Pick out each line of the records that includes the string "derive", and copy it.

RECORDS TO USE:
####

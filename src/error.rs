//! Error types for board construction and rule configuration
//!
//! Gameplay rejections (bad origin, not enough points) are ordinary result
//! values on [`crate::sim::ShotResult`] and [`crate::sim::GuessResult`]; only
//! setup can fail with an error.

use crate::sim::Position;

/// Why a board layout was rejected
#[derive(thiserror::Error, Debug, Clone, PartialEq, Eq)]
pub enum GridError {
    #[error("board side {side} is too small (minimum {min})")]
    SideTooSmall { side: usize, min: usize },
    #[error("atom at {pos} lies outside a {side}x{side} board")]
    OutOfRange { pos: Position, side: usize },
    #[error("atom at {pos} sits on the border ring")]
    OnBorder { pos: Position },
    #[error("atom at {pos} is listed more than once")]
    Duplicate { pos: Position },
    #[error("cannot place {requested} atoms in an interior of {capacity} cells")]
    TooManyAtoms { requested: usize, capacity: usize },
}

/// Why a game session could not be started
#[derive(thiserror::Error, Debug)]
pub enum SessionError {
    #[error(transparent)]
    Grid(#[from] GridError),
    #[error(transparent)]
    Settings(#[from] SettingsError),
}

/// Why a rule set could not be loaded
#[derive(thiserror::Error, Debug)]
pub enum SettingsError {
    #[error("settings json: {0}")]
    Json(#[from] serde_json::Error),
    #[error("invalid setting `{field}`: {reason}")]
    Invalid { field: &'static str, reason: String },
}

####

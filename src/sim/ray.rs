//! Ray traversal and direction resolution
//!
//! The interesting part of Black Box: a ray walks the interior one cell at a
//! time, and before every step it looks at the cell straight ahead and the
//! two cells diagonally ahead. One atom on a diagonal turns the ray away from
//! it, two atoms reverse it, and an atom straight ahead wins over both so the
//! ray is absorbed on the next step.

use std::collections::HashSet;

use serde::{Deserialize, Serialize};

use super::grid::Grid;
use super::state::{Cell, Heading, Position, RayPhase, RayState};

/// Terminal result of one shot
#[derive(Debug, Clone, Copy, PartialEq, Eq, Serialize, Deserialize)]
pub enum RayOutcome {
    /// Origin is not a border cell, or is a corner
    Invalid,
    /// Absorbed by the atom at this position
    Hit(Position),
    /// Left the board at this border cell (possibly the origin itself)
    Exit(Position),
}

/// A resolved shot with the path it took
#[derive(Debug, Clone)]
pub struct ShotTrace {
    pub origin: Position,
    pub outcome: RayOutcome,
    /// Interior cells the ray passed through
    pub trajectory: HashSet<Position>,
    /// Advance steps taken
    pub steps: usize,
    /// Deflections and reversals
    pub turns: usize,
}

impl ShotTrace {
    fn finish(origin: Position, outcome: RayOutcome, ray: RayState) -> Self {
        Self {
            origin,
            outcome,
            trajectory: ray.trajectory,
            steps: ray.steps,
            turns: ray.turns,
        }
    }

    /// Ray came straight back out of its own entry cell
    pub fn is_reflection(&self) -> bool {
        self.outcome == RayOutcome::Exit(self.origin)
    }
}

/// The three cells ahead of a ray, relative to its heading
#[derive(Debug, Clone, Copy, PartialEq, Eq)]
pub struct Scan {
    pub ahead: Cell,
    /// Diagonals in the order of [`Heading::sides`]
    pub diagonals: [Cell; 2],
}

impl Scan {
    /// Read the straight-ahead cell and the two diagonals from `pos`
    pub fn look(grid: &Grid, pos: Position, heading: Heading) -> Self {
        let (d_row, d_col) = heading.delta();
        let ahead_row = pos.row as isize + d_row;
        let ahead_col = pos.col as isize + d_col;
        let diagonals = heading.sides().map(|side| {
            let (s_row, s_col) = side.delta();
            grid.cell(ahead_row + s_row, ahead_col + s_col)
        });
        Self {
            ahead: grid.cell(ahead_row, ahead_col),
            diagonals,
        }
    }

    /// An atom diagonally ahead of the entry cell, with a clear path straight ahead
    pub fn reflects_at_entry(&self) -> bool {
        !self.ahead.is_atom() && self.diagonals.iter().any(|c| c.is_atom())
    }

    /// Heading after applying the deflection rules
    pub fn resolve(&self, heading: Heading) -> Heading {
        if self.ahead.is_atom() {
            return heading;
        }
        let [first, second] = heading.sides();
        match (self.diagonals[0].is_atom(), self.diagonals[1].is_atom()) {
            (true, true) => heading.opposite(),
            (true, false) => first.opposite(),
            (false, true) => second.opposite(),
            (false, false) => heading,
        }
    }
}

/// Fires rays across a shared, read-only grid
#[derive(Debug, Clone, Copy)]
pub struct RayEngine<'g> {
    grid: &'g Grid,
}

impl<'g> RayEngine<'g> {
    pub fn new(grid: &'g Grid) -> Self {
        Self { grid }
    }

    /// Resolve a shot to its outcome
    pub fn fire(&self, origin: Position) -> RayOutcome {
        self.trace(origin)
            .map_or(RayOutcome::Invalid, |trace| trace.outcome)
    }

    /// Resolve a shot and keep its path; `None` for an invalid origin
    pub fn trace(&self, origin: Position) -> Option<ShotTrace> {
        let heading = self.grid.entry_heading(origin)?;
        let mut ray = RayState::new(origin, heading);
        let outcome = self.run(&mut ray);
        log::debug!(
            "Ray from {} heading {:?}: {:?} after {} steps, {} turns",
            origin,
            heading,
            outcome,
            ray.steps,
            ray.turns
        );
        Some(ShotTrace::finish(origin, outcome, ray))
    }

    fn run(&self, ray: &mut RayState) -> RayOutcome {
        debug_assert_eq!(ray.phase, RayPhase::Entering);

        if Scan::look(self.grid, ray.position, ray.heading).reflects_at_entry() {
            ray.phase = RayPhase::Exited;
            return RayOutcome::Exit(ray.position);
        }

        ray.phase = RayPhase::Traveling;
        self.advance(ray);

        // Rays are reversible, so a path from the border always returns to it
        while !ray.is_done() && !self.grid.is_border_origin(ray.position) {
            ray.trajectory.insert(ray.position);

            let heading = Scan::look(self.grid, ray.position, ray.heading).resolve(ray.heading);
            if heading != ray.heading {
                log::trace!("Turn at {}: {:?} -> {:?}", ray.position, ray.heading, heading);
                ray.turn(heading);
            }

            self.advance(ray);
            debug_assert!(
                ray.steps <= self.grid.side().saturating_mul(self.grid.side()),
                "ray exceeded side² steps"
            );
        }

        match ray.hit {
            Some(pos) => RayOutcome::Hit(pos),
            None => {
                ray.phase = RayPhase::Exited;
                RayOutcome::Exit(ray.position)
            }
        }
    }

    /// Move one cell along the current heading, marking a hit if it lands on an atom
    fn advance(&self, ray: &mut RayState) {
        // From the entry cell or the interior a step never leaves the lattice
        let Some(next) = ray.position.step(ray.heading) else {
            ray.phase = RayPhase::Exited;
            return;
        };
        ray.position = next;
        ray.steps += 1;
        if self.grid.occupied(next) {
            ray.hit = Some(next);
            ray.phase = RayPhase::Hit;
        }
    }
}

####

ANSWER TO THIS TASK:
#[derive(thiserror::Error, Debug, Clone, PartialEq, Eq)]
#[derive(thiserror::Error, Debug)]
#[derive(thiserror::Error, Debug)]
#[derive(Debug, Clone, Copy, PartialEq, Eq, Serialize, Deserialize)]
#[derive(Debug, Clone)]
#[derive(Debug, Clone, Copy, PartialEq, Eq)]
#[derive(Debug, Clone, Copy)]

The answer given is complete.